Nothing other than the lines from the one containing "pub trait PushBus" through the last line of the data below should be output, each reproduced exactly.
==*==
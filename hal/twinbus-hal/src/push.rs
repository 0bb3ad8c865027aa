//! Push bus abstraction
//!
//! A push bus is a byte stream where the local side can transmit whenever
//! it likes, e.g. a UART. Reads are polled; nothing here ever waits for
//! data to arrive.

/// Push-capable byte stream
///
/// Implemented by the board for its UART (or any other stream it can
/// drive on demand).
pub trait PushBus {
    /// Error type for transport operations
    type Error;

    /// Write data to the transport
    ///
    /// May buffer internally; call [`PushBus::flush`] to force the bytes out.
    fn write(&mut self, data: &[u8]) -> Result<(), Self::Error>;

    /// Flush any buffered data onto the wire
    ///
    /// This may block until the hardware FIFO has drained.
    fn flush(&mut self) -> Result<(), Self::Error>;

    /// Read a single byte if one is available
    ///
    /// Returns `Ok(None)` when the receive buffer is empty.
    fn read_byte(&mut self) -> Result<Option<u8>, Self::Error>;

    /// Number of received bytes waiting to be read
    fn bytes_available(&self) -> usize;
}

impl<T: PushBus + ?Sized> PushBus for &mut T {
    type Error = T::Error;

    fn write(&mut self, data: &[u8]) -> Result<(), Self::Error> {
        T::write(self, data)
    }

    fn flush(&mut self) -> Result<(), Self::Error> {
        T::flush(self)
    }

    fn read_byte(&mut self) -> Result<Option<u8>, Self::Error> {
        T::read_byte(self)
    }

    fn bytes_available(&self) -> usize {
        T::bytes_available(self)
    }
}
==*==
## [OUTPUT OF THE TASK]
pub trait PushBus {
    /// Error type for transport operations
    type Error;

    /// Write data to the transport
    ///
    /// May buffer internally; call [`PushBus::flush`] to force the bytes out.
    fn write(&mut self, data: &[u8]) -> Result<(), Self::Error>;

    /// Flush any buffered data onto the wire
    ///
    /// This may block until the hardware FIFO has drained.
    fn flush(&mut self) -> Result<(), Self::Error>;

    /// Read a single byte if one is available
    ///
    /// Returns `Ok(None)` when the receive buffer is empty.
    fn read_byte(&mut self) -> Result<Option<u8>, Self::Error>;

    /// Number of received bytes waiting to be read
    fn bytes_available(&self) -> usize;
}

impl<T: PushBus + ?Sized> PushBus for &mut T {
    type Error = T::Error;

    fn write(&mut self, data: &[u8]) -> Result<(), Self::Error> {
        T::write(self, data)
    }

    fn flush(&mut self) -> Result<(), Self::Error> {
        T::flush(self)
    }

    fn read_byte(&mut self) -> Result<Option<u8>, Self::Error> {
        T::read_byte(self)
    }

    fn bytes_available(&self) -> usize {
        T::bytes_available(self)
    }
}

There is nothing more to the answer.